Denis Betancourt, estudiante de Medicina en la Universidad Nacional Experimental Rómulo Gallegos (Unerg), explica que su carrera exige mantener actividades diurnas.
«Debido a la modalidad de rotación hospitalaria, nos convienen los horarios diurnos. Los centros de salud tienen mayor movimiento en las mañanas, lo que optimiza las prácticas profesionales y deja la noche libre para el estudio», señaló.
Sin embargo, se mostró a favor de habilitar turnos nocturnos en otras áreas. Tomando como referencia el caso de su hermano, quien trabaja a tiempo completo, afirmó que esta alternativa «sería muy favorable para que todos tengan las mismas oportunidades de superación».
Por su parte, el universitario Deahían Rafael destacó que la apertura de un horario nocturno representará un serio desafío organizativo para evitar el colapso en la asignación de materias.
«En algunas universidades ya existen horarios mixtos que obligan a cursar asignaturas repartidas entre la mañana, la tarde e incluso la noche; sumar un bloque netamente nocturno cambiaría por completo la dinámica actual», afirmó. Aunque aclaró que prefiere mantener su rutina diurna, reconoció que esta alternativa beneficia significativamente a quienes trabajan desde temprano.

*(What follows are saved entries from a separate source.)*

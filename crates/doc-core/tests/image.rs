use pretty_assertions::assert_eq;
use rstest::rstest;
use slidedoc_core::{
    Document, EditError, Editor, ElementKind, ElementNode, Mark, Marks, Node, Selection,
    insert_void_element,
};

fn cat() -> ElementNode {
    ElementNode::image("a.png", Some("cat".to_string()))
}

#[test]
fn image_is_followed_by_an_editable_paragraph() {
    let doc = Document::new(vec![Node::paragraph("hi"), Node::paragraph("there")]);
    let edit = insert_void_element(&doc, &Selection::caret(vec![0, 0], 2), cat()).unwrap();

    assert_eq!(
        edit.document,
        Document::new(vec![
            Node::paragraph("hi"),
            Node::Element(cat()),
            Node::paragraph(""),
            Node::paragraph("there"),
        ])
    );
    assert_eq!(edit.selection, Selection::caret(vec![2, 0], 0));
}

#[rstest]
#[case::at_start(0, vec![
    Node::Element(cat()),
    Node::paragraph(""),
    Node::paragraph("Hello world"),
], 1)]
#[case::mid_text(5, vec![
    Node::paragraph("Hello"),
    Node::Element(cat()),
    Node::paragraph(""),
    Node::paragraph(" world"),
], 2)]
#[case::at_end(11, vec![
    Node::paragraph("Hello world"),
    Node::Element(cat()),
    Node::paragraph(""),
], 2)]
fn image_lands_at_the_caret(
    #[case] offset: usize,
    #[case] expected: Vec<Node>,
    #[case] caret_block: usize,
) {
    let doc = Document::new(vec![Node::paragraph("Hello world")]);
    let edit = insert_void_element(&doc, &Selection::caret(vec![0, 0], offset), cat()).unwrap();

    assert_eq!(edit.document, Document::new(expected));
    assert_eq!(edit.selection, Selection::caret(vec![caret_block, 0], 0));
    assert_eq!(edit.document.plain_text(), doc.plain_text());
}

#[test]
fn mid_text_split_keeps_block_type_and_marks() {
    let bold = Marks::default().with(Mark::Bold);
    let doc = Document::new(vec![Node::element(
        ElementKind::HeadingOne,
        vec![Node::marked("ab", bold), Node::text("cd")],
    )]);

    let edit = insert_void_element(&doc, &Selection::caret(vec![0, 0], 1), cat()).unwrap();
    assert_eq!(
        edit.document,
        Document::new(vec![
            Node::element(ElementKind::HeadingOne, vec![Node::marked("a", bold)]),
            Node::Element(cat()),
            Node::paragraph(""),
            Node::element(
                ElementKind::HeadingOne,
                vec![Node::marked("b", bold), Node::text("cd")]
            ),
        ])
    );
    assert_eq!(edit.selection, Selection::caret(vec![2, 0], 0));
}

#[test]
fn image_in_a_list_lands_after_the_list() {
    let doc = Document::new(vec![Node::bulleted_list(["a", "b"])]);
    let edit = insert_void_element(&doc, &Selection::caret(vec![0, 0, 0], 0), cat()).unwrap();

    assert_eq!(
        edit.document,
        Document::new(vec![
            Node::bulleted_list(["a", "b"]),
            Node::Element(cat()),
            Node::paragraph(""),
        ])
    );
}

#[test]
fn empty_document_receives_the_image_first() {
    let doc = Document::default();
    let edit = insert_void_element(&doc, &Selection::caret(vec![0, 0], 0), cat()).unwrap();

    assert_eq!(
        edit.document,
        Document::new(vec![Node::Element(cat()), Node::paragraph("")])
    );
    assert_eq!(edit.selection, Selection::caret(vec![1, 0], 0));
}

#[test]
fn childless_image_gets_its_placeholder() {
    let mut image = cat();
    image.children.clear();
    let doc = Document::new(vec![Node::paragraph("x")]);

    let edit = insert_void_element(&doc, &Selection::caret(vec![0, 0], 1), image).unwrap();
    assert_eq!(edit.document.children[1], Node::Element(cat()));
}

#[test]
fn non_void_elements_are_rejected() {
    let doc = Document::new(vec![Node::paragraph("x")]);
    let paragraph = ElementNode::new(ElementKind::Paragraph, vec![Node::text("y")]);
    assert_eq!(
        insert_void_element(&doc, &Selection::caret(vec![0, 0], 0), paragraph),
        Err(EditError::NotVoid(ElementKind::Paragraph))
    );
}

#[test]
fn stale_selection_is_rejected() {
    let doc = Document::new(vec![Node::paragraph("x")]);
    assert_eq!(
        insert_void_element(&doc, &Selection::caret(vec![2, 0], 0), cat()),
        Err(EditError::MalformedSelection)
    );
}

#[test]
fn editor_insert_image_moves_the_caret_past_it() {
    let mut editor = Editor::new(
        Document::new(vec![Node::paragraph("title")]),
        Selection::caret(vec![0, 0], 5),
    );
    editor.insert_image("b.png", None).unwrap();

    assert_eq!(editor.doc().children.len(), 3);
    assert_eq!(editor.selection(), &Selection::caret(vec![2, 0], 0));
    assert_eq!(editor.doc().plain_text(), "title");
}
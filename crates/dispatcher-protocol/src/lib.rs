//! Extension message protocol.
//!
//! Requests are JSON objects tagged by `action`. Responses always carry
//! `success` plus the fields of the answered action.

mod protocol;

pub use protocol::{
    parse_request, parse_request_str, ExtensionRequest, ExtensionResponse, ProtocolError,
    SUPPORTED_ACTIONS, UNSAFE_URL_REASON,
};
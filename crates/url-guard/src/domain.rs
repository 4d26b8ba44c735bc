use regex::RegexBuilder;

/// Whether a shortcut's domain pattern applies to `host`.
///
/// Exact match first; `*.base` matches `base` and any subdomain of it;
/// anything else is tried as a case-insensitive regular expression. An
/// invalid expression never matches.
pub fn domain_matches(pattern: &str, host: &str) -> bool {
    if pattern == host {
        return true;
    }

    if let Some(base) = pattern.strip_prefix("*.") {
        return host == base || host.ends_with(&format!(".{}", base));
    }

    RegexBuilder::new(pattern)
        .case_insensitive(true)
        .build()
        .map(|re| re.is_match(host))
        .unwrap_or(false)
}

El transporte y la distancia: los principales obstáculos
El principal obstáculo de la propuesta radica en los problemas de movilidad que afectan a los jóvenes. Salvador Millán calificó la medida como una «gran oportunidad» para los estudiantes excluidos de los turnos habituales, aunque advirtió sobre los riesgos de los traslados nocturnos. «Para quienes viven lejos de las universidades es muy difícil, ya que la mayoría del transporte público no opera a altas horas de la noche».
Por su parte, Edgar Flores descartó la alternativa por razones geográficas. «En lo personal no me beneficiaría porque vivo retirado del recinto. No es seguro ni práctico movilizarme a esa hora, aunque reconozco que a muchas personas con responsabilidades diurnas les vendría fenomenal».